Обвиняющий других (и я тоже часто бываю таким) на моем месте, наверное, подумал бы, что он отдает студентам всю свою жизнь, а они отвечают ему просто поразительной неблагодарностью. Возможно, впоследствии он злобно поквитался бы за неприятные слова с этими «безнадежными щенками». Произвел бы потоки желчи и чувствовал бы ярость и досаду, из-за которых у него поднялось бы давление. И все это глубже и глубже укоренялось бы в нем. И у меня было искушение повести себя так же.
К счастью для себя самого, я недолго был в роли обвиняющего других, а очень скоро превратился в того, кто начинает с себя. Ушел в свой кабинет, чтобы побыть наедине с собственными мыслями. «Почему я так разнервничался?» Я открыл истинный образ своего гнева, чтобы проникнуть в его суть. После двадцати минут самоанализа мне все стало ясно. Я разозлился, потому что я – лицемер во втором значении. Мне вспомнилось множество случаев, когда я настаивал на чем-то и сам сомневался при этом, что думаю так в действительности. Как-то раз, например, я произнес большую проповедь о смерти. «Чего все боятся? Смерть, где твоя победа? Смерть, где твое жало?» И вдруг посреди этого представления, достойного «Оскара», я почувствовал боль в груди. Желудок свело от страха, по спине пробежал холодок. И где-то глубоко внутри меня появилось смутное предчувствие: «Это инфаркт!» Но мой рот спокойно продолжал проповедовать.
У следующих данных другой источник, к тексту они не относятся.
//! Row types for the SQLite tables.

use serde::{Deserialize, Serialize};
use utoipa::ToSchema;

use crate::domain::{ClientTraffic, Inbound};
use crate::error::PanelError;

/// A row of the `inbounds` table.
#[derive(Debug, Clone, sqlx::FromRow)]
pub struct InboundRow {
    /// Row id.
    pub id: i64,
    /// Owning panel user.
    pub user_id: i64,
    /// Uploaded bytes.
    pub up: i64,
    /// Downloaded bytes.
    pub down: i64,
    /// Quota in bytes.
    pub total: i64,
    /// Display name.
    pub remark: String,
    /// Administrative switch.
    pub enable: bool,
    /// Expiry in ms since epoch.
    pub expiry_time: i64,
    /// Bind address.
    pub listen: String,
    /// Listening port.
    pub port: i64,
    /// Protocol name.
    pub protocol: String,
    /// Settings blob.
    pub settings: String,
    /// Stream settings blob.
    pub stream_settings: String,
    /// Xray tag.
    pub tag: String,
    /// Sniffing blob.
    pub sniffing: String,
}

impl InboundRow {
    /// Converts into the domain type, attaching its traffic rows.
    ///
    /// # Errors
    ///
    /// Returns [`PanelError::PersistenceError`] when the stored port is out
    /// of range.
    pub fn into_inbound(self, client_stats: Vec<ClientTraffic>) -> Result<Inbound, PanelError> {
        let port = u16::try_from(self.port).map_err(|_| {
            PanelError::PersistenceError(format!("inbound {} has port {}", self.id, self.port))
        })?;
        Ok(Inbound {
            id: self.id,
            user_id: self.user_id,
            up: self.up,
            down: self.down,
            total: self.total,
            remark: self.remark,
            enable: self.enable,
            expiry_time: self.expiry_time,
            listen: self.listen,
            port,
            protocol: self.protocol,
            settings: self.settings,
            stream_settings: self.stream_settings,
            tag: self.tag,
            sniffing: self.sniffing,
            client_stats,
        })
    }
}

/// A generated share link kept in `link_history`.
#[derive(Debug, Clone, PartialEq, Eq, Serialize, Deserialize, ToSchema, sqlx::FromRow)]
#[serde(rename_all = "camelCase")]
pub struct LinkRecord {
    /// Row id.
    pub id: i64,
    /// `vless`, `vmess`, `trojan` or `ss`.
    pub link_type: String,
    /// Full URI.
    pub link: String,
    /// Creation time in ms since epoch.
    pub created_at: i64,
}

/// A `short_links` row.
#[derive(Debug, Clone, PartialEq, Eq, Serialize, Deserialize, ToSchema, sqlx::FromRow)]
#[serde(rename_all = "camelCase")]
pub struct ShortLink {
    /// Unique code.
    pub code: String,
    /// Link the code resolves to.
    pub link: String,
    /// Creation time in ms since epoch.
    pub created_at: i64,
}

/// Source IPs last observed for a client.
#[derive(Debug, Clone, PartialEq, Eq, Serialize, Deserialize, ToSchema)]
#[serde(rename_all = "camelCase")]
pub struct ClientIps {
    /// Client email.
    pub client_email: String,
    /// Distinct IPs, sorted.
    pub ips: Vec<String>,
}

/// An `outbound_traffics` row.
#[derive(Debug, Clone, PartialEq, Eq, Serialize, Deserialize, ToSchema, sqlx::FromRow)]
pub struct OutboundTraffic {
    /// Outbound tag.
    pub tag: String,
    /// Uploaded bytes.
    pub up: i64,
    /// Downloaded bytes.
    pub down: i64,
    /// Sum of both directions.
    pub total: i64,
}

/// A panel login.
#[derive(Debug, Clone, sqlx::FromRow)]
pub struct UserRow {
    /// Row id.
    pub id: i64,
    /// Login name.
    pub username: String,
    /// Bcrypt hash, or plaintext on databases from before the hashing seeder.
    pub password: String,
}
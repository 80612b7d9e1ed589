//! Periodic jobs: crash probe, reconcile, accounting and the log tail.

use std::future::Future;
use std::sync::Arc;
use std::time::Duration;

use chrono::Utc;
use tokio::task::JoinSet;
use tokio::time::{Instant, MissedTickBehavior};
use tokio_util::sync::CancellationToken;

use super::{Accountant, Reconciler};
use crate::config::PanelConfig;
use crate::xray::AccessLogWatcher;

/// Job periods.
#[derive(Debug, Clone, Copy, PartialEq, Eq)]
pub struct Intervals {
    /// Accounting period.
    pub stats: Duration,
    /// Delay before the first accounting tick.
    pub stats_initial_delay: Duration,
    /// Reconcile period.
    pub reconcile: Duration,
    /// Crash probe period.
    pub crash_probe: Duration,
}

impl Intervals {
    /// Periods from the panel configuration.
    #[must_use]
    pub const fn from_config(config: &PanelConfig) -> Self {
        Self {
            stats: config.stats_interval(),
            stats_initial_delay: config.stats_initial_delay(),
            reconcile: config.reconcile_interval(),
            crash_probe: config.crash_probe_interval(),
        }
    }
}

/// Running background jobs.
#[derive(Debug)]
pub struct Scheduler {
    reconciler: Arc<Reconciler>,
    cancel: CancellationToken,
    tasks: JoinSet<()>,
}

impl Scheduler {
    /// Spawns every job. Each job runs to completion before its next tick,
    /// so ticks of the same job never overlap.
    #[must_use]
    pub fn start(
        intervals: Intervals,
        reconciler: Arc<Reconciler>,
        accountant: Arc<Accountant>,
        watcher: Option<AccessLogWatcher>,
    ) -> Self {
        let cancel = CancellationToken::new();
        let mut tasks = JoinSet::new();

        let probe = Arc::clone(&reconciler);
        tasks.spawn(every(
            "crash-probe",
            intervals.crash_probe,
            intervals.crash_probe,
            cancel.clone(),
            move || {
                let probe = Arc::clone(&probe);
                async move {
                    probe.probe_crash();
                }
            },
        ));

        let reconcile = Arc::clone(&reconciler);
        tasks.spawn(every(
            "reconcile",
            intervals.reconcile,
            intervals.reconcile,
            cancel.clone(),
            move || {
                let reconcile = Arc::clone(&reconcile);
                async move {
                    if let Err(e) = reconcile.tick().await {
                        tracing::warn!(error = %e, "reconcile cycle failed");
                    }
                }
            },
        ));

        tasks.spawn(every(
            "accounting",
            intervals.stats_initial_delay,
            intervals.stats,
            cancel.clone(),
            move || {
                let accountant = Arc::clone(&accountant);
                async move {
                    match accountant.tick(Utc::now()).await {
                        Ok(report) if report.restart_requested => {
                            tracing::debug!(
                                disabled = report.disabled_clients.len(),
                                banned = report.banned.len(),
                                "accounting requested a restart"
                            );
                        }
                        Ok(_) => {}
                        Err(e) => tracing::warn!(error = %e, "accounting tick failed"),
                    }
                }
            },
        ));

        if let Some(watcher) = watcher {
            tasks.spawn(watcher.run(cancel.clone()));
        }

        tracing::info!(jobs = tasks.len(), "scheduler started");
        Self {
            reconciler,
            cancel,
            tasks,
        }
    }

    /// Stops every job, waits for them and stops Xray.
    pub async fn shutdown(mut self) {
        self.cancel.cancel();
        while let Some(joined) = self.tasks.join_next().await {
            if let Err(e) = joined {
                tracing::warn!(error = %e, "scheduler job ended abnormally");
            }
        }
        self.reconciler.shutdown().await;
        tracing::info!("scheduler stopped");
    }
}

async fn every<F, Fut>(
    name: &'static str,
    initial_delay: Duration,
    period: Duration,
    cancel: CancellationToken,
    mut job: F,
) where
    F: FnMut() -> Fut,
    Fut: Future<Output = ()>,
{
    let period = period.max(Duration::from_millis(1));
    let mut ticker = tokio::time::interval_at(Instant::now() + initial_delay, period);
    ticker.set_missed_tick_behavior(MissedTickBehavior::Skip);
    loop {
        tokio::select! {
            () = cancel.cancelled() => break,
            _ = ticker.tick() => job().await,
        }
    }
    tracing::debug!(job = name, "job stopped");
}

#[cfg(test)]
#[allow(clippy::panic)]
mod tests {
    use super::*;
    use crate::domain::{EventBus, RestartSignal};
    use crate::persistence::SqliteRepository;
    use crate::service::testing::{FakeXray, ScriptedTraffic};
    use crate::xray::{BanList, TrafficSource, XrayControl};

    #[tokio::test]
    async fn crashed_xray_is_restarted_and_shutdown_stops_it() {
        let Ok(repo) = SqliteRepository::in_memory().await else {
            panic!("repo");
        };
        let fake = Arc::new(FakeXray::default());
        let signal = RestartSignal::new();
        let bus = EventBus::new(16);
        let bans = Arc::new(BanList::new(
            std::env::temp_dir().join(format!("banned-{}.log", uuid::Uuid::new_v4())),
            Duration::from_secs(60),
        ));
        let reconciler = Arc::new(Reconciler::new(
            repo.clone(),
            Arc::clone(&fake) as Arc<dyn XrayControl>,
            signal.clone(),
            bus.clone(),
            Arc::clone(&bans),
        ));
        let accountant = Arc::new(Accountant::new(
            repo,
            Arc::new(ScriptedTraffic::default()) as Arc<dyn TrafficSource>,
            signal,
            bus,
            bans,
            None,
        ));
        let intervals = Intervals {
            stats: Duration::from_millis(20),
            stats_initial_delay: Duration::from_millis(5),
            reconcile: Duration::from_millis(20),
            crash_probe: Duration::from_millis(10),
        };

        // Never started and never stopped on purpose counts as crashed.
        let scheduler = Scheduler::start(intervals, reconciler, accountant, None);
        let mut waited = Duration::ZERO;
        while !fake.state().running && waited < Duration::from_secs(2) {
            tokio::time::sleep(Duration::from_millis(10)).await;
            waited += Duration::from_millis(10);
        }
        assert!(fake.state().running);

        scheduler.shutdown().await;
        let state = fake.state();
        assert!(!state.running);
        assert!(state.manual);
    }
}
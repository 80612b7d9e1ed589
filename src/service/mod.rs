//! Service layer: the background jobs and the operations handlers call.
//!
//! [`Reconciler`] owns Xray restarts, [`Accountant`] folds stats ticks into
//! the repository and enforces limits, [`InboundService`] and
//! [`DatabaseService`] back the HTTP surface, and [`Scheduler`] drives the
//! periodic jobs.

pub mod accounting;
pub mod database_service;
pub mod inbound_service;
pub mod reconciler;
pub mod scheduler;

pub use accounting::{Accountant, TickReport};
pub use database_service::DatabaseService;
pub use inbound_service::InboundService;
pub use reconciler::Reconciler;
pub use scheduler::{Intervals, Scheduler};

#[cfg(test)]
pub(crate) mod testing {
    //! In-process stand-ins for Xray and its stats API.

    use std::collections::VecDeque;
    use std::sync::{Mutex, MutexGuard, PoisonError};

    use async_trait::async_trait;

    use crate::domain::TrafficSample;
    use crate::error::PanelError;
    use crate::xray::{TrafficSource, XrayConfig, XrayControl, XrayState, XrayStatus};

    #[derive(Debug, Default)]
    pub(crate) struct FakeState {
        pub running: bool,
        pub manual: bool,
        pub failing: bool,
        pub fail_start: bool,
        pub starts: usize,
        pub stops: usize,
        pub config: Option<XrayConfig>,
        pub error: Option<String>,
        pub online: Vec<String>,
    }

    /// Supervisor that only records what it was asked to do.
    #[derive(Debug, Default)]
    pub(crate) struct FakeXray {
        state: Mutex<FakeState>,
    }

    impl FakeXray {
        pub(crate) fn state(&self) -> MutexGuard<'_, FakeState> {
            self.state.lock().unwrap_or_else(PoisonError::into_inner)
        }

        pub(crate) fn crash(&self, error: &str) {
            let mut state = self.state();
            state.running = false;
            state.failing = true;
            state.config = None;
            state.error = Some(error.to_string());
        }
    }

    #[async_trait]
    impl XrayControl for FakeXray {
        async fn start(&self, config: XrayConfig) -> Result<(), PanelError> {
            let mut state = self.state();
            state.starts += 1;
            state.manual = false;
            if state.fail_start {
                state.error = Some("no such file".to_string());
                return Err(PanelError::SpawnFailed("no such file".to_string()));
            }
            state.running = true;
            state.failing = false;
            state.config = Some(config);
            Ok(())
        }

        async fn stop(&self) -> Result<(), PanelError> {
            let mut state = self.state();
            state.manual = true;
            if !state.running {
                return Err(PanelError::NotRunning);
            }
            state.stops += 1;
            state.running = false;
            state.config = None;
            Ok(())
        }

        fn is_running(&self) -> bool {
            self.state().running
        }

        fn is_crashed(&self) -> bool {
            let state = self.state();
            !state.running && !state.manual
        }

        fn acknowledge_crash(&self) -> bool {
            std::mem::take(&mut self.state().failing)
        }

        fn running_config(&self) -> Option<XrayConfig> {
            self.state().config.clone()
        }

        fn api_port(&self) -> Option<u16> {
            self.state().running.then_some(62_789)
        }

        fn status(&self) -> XrayStatus {
            let state = self.state();
            XrayStatus {
                state: if state.running {
                    XrayState::Running
                } else if state.failing {
                    XrayState::Failing
                } else {
                    XrayState::Stopped
                },
                error_msg: state.error.clone(),
                version: Some("25.1.1".to_string()),
                uptime_secs: 0,
                api_port: state.running.then_some(62_789),
            }
        }

        fn result(&self) -> String {
            self.state().error.clone().unwrap_or_default()
        }

        fn online_clients(&self) -> Vec<String> {
            self.state().online.clone()
        }

        fn set_online_clients(&self, emails: Vec<String>) {
            self.state().online = emails;
        }
    }

    /// Stats source replaying queued samples; empty queue means Xray is down.
    #[derive(Debug, Default)]
    pub(crate) struct ScriptedTraffic {
        samples: Mutex<VecDeque<TrafficSample>>,
    }

    impl ScriptedTraffic {
        pub(crate) fn push(&self, sample: TrafficSample) {
            self.samples
                .lock()
                .unwrap_or_else(PoisonError::into_inner)
                .push_back(sample);
        }
    }

    #[async_trait]
    impl TrafficSource for ScriptedTraffic {
        async fn get_traffic(&self, _reset: bool) -> Result<TrafficSample, PanelError> {
            self.samples
                .lock()
                .unwrap_or_else(PoisonError::into_inner)
                .pop_front()
                .ok_or_else(|| PanelError::Unavailable("xray is not running".to_string()))
        }
    }
}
Боль, конечно же, вскоре прошла. Но потом, когда никто меня не видел, я улыбнулся и сказал себе: «Между моим желудком и ртом всего полметра, но ничто их не связывает». И я сам над собой посмеялся: «Действительно, трудно в жизни следовать проповеди».
В памяти всплывали и другие подобные случаи. Но все-таки от этого разговора со студентами была вполне конкретная польза: я узнал, почему разозлился. Парни коснулись обнаженного нерва, и я раздвоился. Одна моя часть верит тому, чему я учу. А у другой есть сомнения. Потом я снова поговорил с теми молодыми людьми и, несмотря на их протесты, что, дескать, не нужно, извинился перед ними и все им объяснил. Я рассказал, почему разозлился и что узнал о себе. Они ответили: «Вот видите, как хорошо». А я согласился с ними.